Is every connected surface locally symmetric

Question

Is every connected 2 manifold homeomorphic to a space of the form
$$
\Gamma\backslash G/H
$$
where $ G $ is a Lie group, $H $ a subgroup of $ G $, $G/H $ a symmetric space, and $ \Gamma $ a discrete subgroup of $ G $?
I know this is true for the orientable case. In fact the manifold $ G/H $ is holomorphic as is the covering map with fiber $ \Gamma $. One example of a construction like this for a non orientable surface is the projective plane which is a locally symmetric space given as
$$
\mathbb{R}P^2 \cong O(1) \backslash SO(3)/SO(2)
$$
where the $ O(1) $ action on the left is generated by some reflection from $ O(3) $ acting on the symmetric space $ S^2 \cong SO(3)/SO(2) $ (the round sphere).

Answer 1

Credit to Moishe Kohan https://math.stackexchange.com/a/3604136/724711:

The Uniformization Theorem says that if $S$ is a connected Riemannian surface then it is conformally equivalent to a complete Riemannian surface of constant curvature. In particular:

1. Every smooth (topological) connected surface $S$ (oriented or not) admits a complete metric of constant curvature.

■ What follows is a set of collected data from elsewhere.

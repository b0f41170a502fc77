/*!
 * Workbook reading and output writing.
 *
 * Thin I/O glue around the sheet model: reads one sheet of an Excel/ODS
 * workbook into a `Sheet` (first row as headers), and writes a translated
 * sheet out as CSV next to the other run artifacts.
 */

use std::fs;
use std::path::{Path, PathBuf};

use calamine::{open_workbook_auto, Data, Range, Reader};
use log::debug;

use crate::errors::SheetError;
use crate::sheet::{CellValue, Column, Sheet};

/// List the sheet names of a workbook, in file order
pub fn sheet_names(path: &Path) -> Result<Vec<String>, SheetError> {
    let workbook = open_workbook_auto(path)
        .map_err(|e| SheetError::Workbook(format!("{}: {}", path.display(), e)))?;
    Ok(workbook.sheet_names().to_vec())
}

/// Read one sheet of a workbook into the in-memory model
pub fn read_sheet(path: &Path, sheet_name: &str) -> Result<Sheet, SheetError> {
    let mut workbook = open_workbook_auto(path)
        .map_err(|e| SheetError::Workbook(format!("{}: {}", path.display(), e)))?;

    if !workbook.sheet_names().iter().any(|n| n == sheet_name) {
        return Err(SheetError::SheetNotFound(sheet_name.to_string()));
    }

    let range = workbook.worksheet_range(sheet_name)
        .map_err(|e| SheetError::Workbook(format!("sheet '{}': {}", sheet_name, e)))?;

    Ok(sheet_from_range(sheet_name, &range))
}

/// Build a `Sheet` from a cell range, treating the first row as headers
///
/// Blank header cells get a positional fallback name so every column stays
/// addressable.
pub fn sheet_from_range(name: &str, range: &Range<Data>) -> Sheet {
    let mut rows = range.rows();

    let headers: Vec<String> = match rows.next() {
        Some(header_row) => header_row.iter()
            .enumerate()
            .map(|(i, cell)| {
                let text = cell.to_string();
                if text.trim().is_empty() {
                    format!("Column {}", i + 1)
                } else {
                    text
                }
            })
            .collect(),
        None => Vec::new(),
    };

    let mut cells_per_column: Vec<Vec<CellValue>> = vec![Vec::new(); headers.len()];
    for row in rows {
        for (i, cell) in row.iter().enumerate().take(headers.len()) {
            cells_per_column[i].push(convert_cell(cell));
        }
    }

    let columns = headers.into_iter()
        .zip(cells_per_column)
        .map(|(header, cells)| Column::new(header, cells))
        .collect();

    debug!("Loaded sheet '{}'", name);
    Sheet::new(name, columns)
}

/// Convert a calamine cell into the sheet model
fn convert_cell(cell: &Data) -> CellValue {
    match cell {
        Data::Empty => CellValue::Empty,
        Data::String(s) => CellValue::Text(s.clone()),
        Data::Float(f) => CellValue::Number(*f),
        Data::Int(i) => CellValue::Number(*i as f64),
        Data::Bool(b) => CellValue::Bool(*b),
        Data::DateTime(dt) => CellValue::DateTime(format_excel_datetime(dt.as_f64())),
        Data::DateTimeIso(s) => CellValue::DateTime(s.clone()),
        Data::DurationIso(s) => CellValue::Text(s.clone()),
        Data::Error(e) => CellValue::Text(format!("{:?}", e)),
    }
}

/// Format an Excel serial datetime (days since 1899-12-30) as ISO 8601
pub fn format_excel_datetime(serial: f64) -> String {
    let days = serial.floor() as i64;
    let day_fraction = serial.fract();

    let epoch = chrono::NaiveDate::from_ymd_opt(1899, 12, 30)
        .unwrap_or_default();
    let mut date = epoch + chrono::Duration::days(days);

    // A fraction close enough to 1.0 rounds to a full day; carry it over
    // instead of printing a 24th hour.
    let mut total_seconds = (day_fraction * 86_400.0).round() as u32;
    if total_seconds >= 86_400 {
        date += chrono::Duration::days(1);
        total_seconds = 0;
    }
    if total_seconds == 0 {
        return date.format("%Y-%m-%d").to_string();
    }

    let hours = total_seconds / 3_600;
    let minutes = (total_seconds % 3_600) / 60;
    let seconds = total_seconds % 60;
    format!("{}T{:02}:{:02}:{:02}", date.format("%Y-%m-%d"), hours, minutes, seconds)
}

/// Path of the output file for a translated sheet
pub fn output_path(output_dir: &Path, sheet_name: &str) -> PathBuf {
    output_dir.join(format!("{}_translated.csv", sheet_name))
}

/// Write a sheet as CSV, creating the parent directory if needed
pub fn write_csv(sheet: &Sheet, path: &Path) -> Result<(), SheetError> {
    if let Some(parent) = path.parent() {
        fs::create_dir_all(parent)
            .map_err(|e| SheetError::Write(format!("{}: {}", parent.display(), e)))?;
    }

    let mut writer = csv::Writer::from_path(path)
        .map_err(|e| SheetError::Write(format!("{}: {}", path.display(), e)))?;

    writer.write_record(sheet.column_names())
        .map_err(|e| SheetError::Write(e.to_string()))?;

    for row_index in 0..sheet.row_count() {
        let row: Vec<String> = sheet.columns.iter()
            .map(|column| {
                column.cells.get(row_index)
                    .map(|cell| cell.to_string())
                    .unwrap_or_default()
            })
            .collect();
        writer.write_record(&row)
            .map_err(|e| SheetError::Write(e.to_string()))?;
    }

    writer.flush()
        .map_err(|e| SheetError::Write(e.to_string()))?;

    Ok(())
}
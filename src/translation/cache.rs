/*!
 * Translation caching functionality.
 *
 * This module provides an in-memory cache mapping source text to its
 * translation, used to avoid redundant API calls. The language pair is fixed
 * for the lifetime of a run, so the source text alone is the key. The cache
 * lives for one run and is never persisted.
 */

use std::collections::HashMap;
use std::sync::Arc;
use parking_lot::RwLock;
use log::debug;

/// Translation cache for storing and retrieving translations
pub struct TranslationCache {
    /// Internal cache storage
    cache: Arc<RwLock<HashMap<String, String>>>,

    /// Cache hit counter
    hits: Arc<RwLock<usize>>,

    /// Cache miss counter
    misses: Arc<RwLock<usize>>,
}

impl TranslationCache {
    /// Create a new, empty translation cache
    pub fn new() -> Self {
        Self {
            cache: Arc::new(RwLock::new(HashMap::new())),
            hits: Arc::new(RwLock::new(0)),
            misses: Arc::new(RwLock::new(0)),
        }
    }

    /// Get a translation from the cache
    pub fn get(&self, source_text: &str) -> Option<String> {
        let cache = self.cache.read();

        match cache.get(source_text) {
            Some(translation) => {
                let mut hits = self.hits.write();
                *hits += 1;

                debug!("Cache hit for '{}'", truncate_text(source_text, 30));

                Some(translation.clone())
            },
            None => {
                let mut misses = self.misses.write();
                *misses += 1;

                debug!("Cache miss for '{}'", truncate_text(source_text, 30));

                None
            }
        }
    }

    /// Store a translation in the cache
    pub fn store(&self, source_text: &str, translation: &str) {
        let mut cache = self.cache.write();
        cache.insert(source_text.to_string(), translation.to_string());

        debug!("Cached translation for '{}'", truncate_text(source_text, 30));
    }

    /// Get cache statistics as (hits, misses, hit rate)
    pub fn stats(&self) -> (usize, usize, f64) {
        let hits = *self.hits.read();
        let misses = *self.misses.read();
        let total = hits + misses;

        let hit_rate = if total > 0 {
            hits as f64 / total as f64
        } else {
            0.0
        };

        (hits, misses, hit_rate)
    }

    /// Clear the cache and reset the counters
    pub fn clear(&self) {
        let mut cache = self.cache.write();
        cache.clear();

        let mut hits = self.hits.write();
        *hits = 0;

        let mut misses = self.misses.write();
        *misses = 0;

        debug!("Translation cache cleared");
    }

    /// Get the number of entries in the cache
    pub fn len(&self) -> usize {
        self.cache.read().len()
    }

    /// Check if the cache is empty
    pub fn is_empty(&self) -> bool {
        self.cache.read().is_empty()
    }
}

impl Default for TranslationCache {
    fn default() -> Self {
        Self::new()
    }
}

impl Clone for TranslationCache {
    fn clone(&self) -> Self {
        Self {
            cache: self.cache.clone(),
            hits: self.hits.clone(),
            misses: self.misses.clone(),
        }
    }
}

/// Truncate text to a maximum length with ellipsis, for log lines
pub fn truncate_text(text: &str, max_length: usize) -> String {
    if text.chars().count() <= max_length {
        text.to_string()
    } else {
        format!("{}...", text.chars().take(max_length).collect::<String>())
    }
}
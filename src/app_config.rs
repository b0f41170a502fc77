use anyhow::{anyhow, Context, Result};
use serde::{Deserialize, Serialize};
use std::fs;
use std::path::Path;

/// Application configuration module
/// This module handles the application configuration including loading,
/// validating and saving configuration settings.
/// Represents the application configuration
#[derive(Debug, Serialize, Deserialize, Clone)]
pub struct Config {
    /// Source language code (e.g., "zh-CN")
    #[serde(default = "default_source_language")]
    pub source_language: String,

    /// Target language code (e.g., "en")
    #[serde(default = "default_target_language")]
    pub target_language: String,

    /// Directory the translated sheets are written to
    #[serde(default = "default_output_dir")]
    pub output_dir: String,

    /// Translation config
    #[serde(default)]
    pub translation: TranslationConfig,

    /// Log level
    #[serde(default)]
    pub log_level: LogLevel,
}

/// Settings for the resilient translation wrapper
#[derive(Debug, Serialize, Deserialize, Clone)]
pub struct TranslationConfig {
    /// Full URL of the translate endpoint
    #[serde(default = "default_endpoint")]
    pub endpoint: String,

    /// API key, empty when the endpoint does not require one
    #[serde(default = "String::new")]
    pub api_key: String,

    /// Maximum number of attempts per text
    #[serde(default = "default_max_retries")]
    pub max_retries: u32,

    /// Successful calls slower than this many seconds count as failures
    #[serde(default = "default_timeout_secs")]
    pub timeout_secs: u64,

    /// Pause before every request, in milliseconds
    #[serde(default = "default_throttle_ms")]
    pub throttle_ms: u64,

    /// Pause after a failed attempt, in milliseconds
    #[serde(default = "default_backoff_ms")]
    pub backoff_ms: u64,
}

impl Default for TranslationConfig {
    fn default() -> Self {
        Self {
            endpoint: default_endpoint(),
            api_key: String::new(),
            max_retries: default_max_retries(),
            timeout_secs: default_timeout_secs(),
            throttle_ms: default_throttle_ms(),
            backoff_ms: default_backoff_ms(),
        }
    }
}

/// Log verbosity level
#[derive(Debug, Serialize, Deserialize, Clone, PartialEq, Default)]
#[serde(rename_all = "lowercase")]
pub enum LogLevel {
    Error,
    Warn,
    #[default]
    Info,
    Debug,
    Trace,
}

impl LogLevel {
    /// Convert to the log crate's level filter
    pub fn to_level_filter(&self) -> log::LevelFilter {
        match self {
            LogLevel::Error => log::LevelFilter::Error,
            LogLevel::Warn => log::LevelFilter::Warn,
            LogLevel::Info => log::LevelFilter::Info,
            LogLevel::Debug => log::LevelFilter::Debug,
            LogLevel::Trace => log::LevelFilter::Trace,
        }
    }
}

impl Default for Config {
    fn default() -> Self {
        Self {
            source_language: default_source_language(),
            target_language: default_target_language(),
            output_dir: default_output_dir(),
            translation: TranslationConfig::default(),
            log_level: LogLevel::default(),
        }
    }
}

impl Config {
    /// Load a configuration from a JSON file
    pub fn from_file<P: AsRef<Path>>(path: P) -> Result<Self> {
        let path = path.as_ref();
        let content = fs::read_to_string(path)
            .with_context(|| format!("Failed to read config file: {:?}", path))?;

        let config: Config = serde_json::from_str(&content)
            .with_context(|| format!("Failed to parse config file: {:?}", path))?;

        config.validate()?;
        Ok(config)
    }

    /// Load a configuration file, writing the defaults when it is missing
    pub fn from_file_or_default<P: AsRef<Path>>(path: P) -> Result<Self> {
        let path = path.as_ref();
        if path.exists() {
            Self::from_file(path)
        } else {
            let config = Config::default();
            config.save_to_file(path)?;
            Ok(config)
        }
    }

    /// Save the configuration as pretty-printed JSON
    pub fn save_to_file<P: AsRef<Path>>(&self, path: P) -> Result<()> {
        let path = path.as_ref();
        let content = serde_json::to_string_pretty(self)
            .context("Failed to serialize config")?;
        fs::write(path, content)
            .with_context(|| format!("Failed to write config file: {:?}", path))?;
        Ok(())
    }

    /// Validate the configuration
    pub fn validate(&self) -> Result<()> {
        if self.source_language.trim().is_empty() {
            return Err(anyhow!("Source language cannot be empty"));
        }
        if self.target_language.trim().is_empty() {
            return Err(anyhow!("Target language cannot be empty"));
        }
        if self.translation.endpoint.trim().is_empty() {
            return Err(anyhow!("Translation endpoint cannot be empty"));
        }
        if self.translation.max_retries == 0 {
            return Err(anyhow!("max_retries must be at least 1"));
        }
        if self.translation.timeout_secs == 0 {
            return Err(anyhow!("timeout_secs must be at least 1"));
        }
        Ok(())
    }
}

fn default_source_language() -> String {
    "zh-CN".to_string()
}

fn default_target_language() -> String {
    "en".to_string()
}

fn default_output_dir() -> String {
    "translated".to_string()
}

fn default_endpoint() -> String {
    "http://localhost:5000/translate".to_string()
}

fn default_max_retries() -> u32 {
    3
}

fn default_timeout_secs() -> u64 {
    5
}

fn default_throttle_ms() -> u64 {
    300
}

fn default_backoff_ms() -> u64 {
    1000 // 1 second pause between failed attempts
}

Equivalently,

2. $S$ is diffeomorphic (homeomorphic) to the quotient $\Gamma\backslash X$, where $X$ is either the unit sphere $ S^2 $ or the Euclidean plane $ E^2 $ or the hyperbolic plane $ H^2 $ and $\Gamma$ is a discrete subgroup of isometries of $X$ acting freely on $X$ (Note that $ S^2,E^2,H^2 $ are exactly the three simply connected symmetric spaces in dimension $ 2 $).

Part 2 does not follow from Part 1, unless you have "complete" in the statement of Part 1.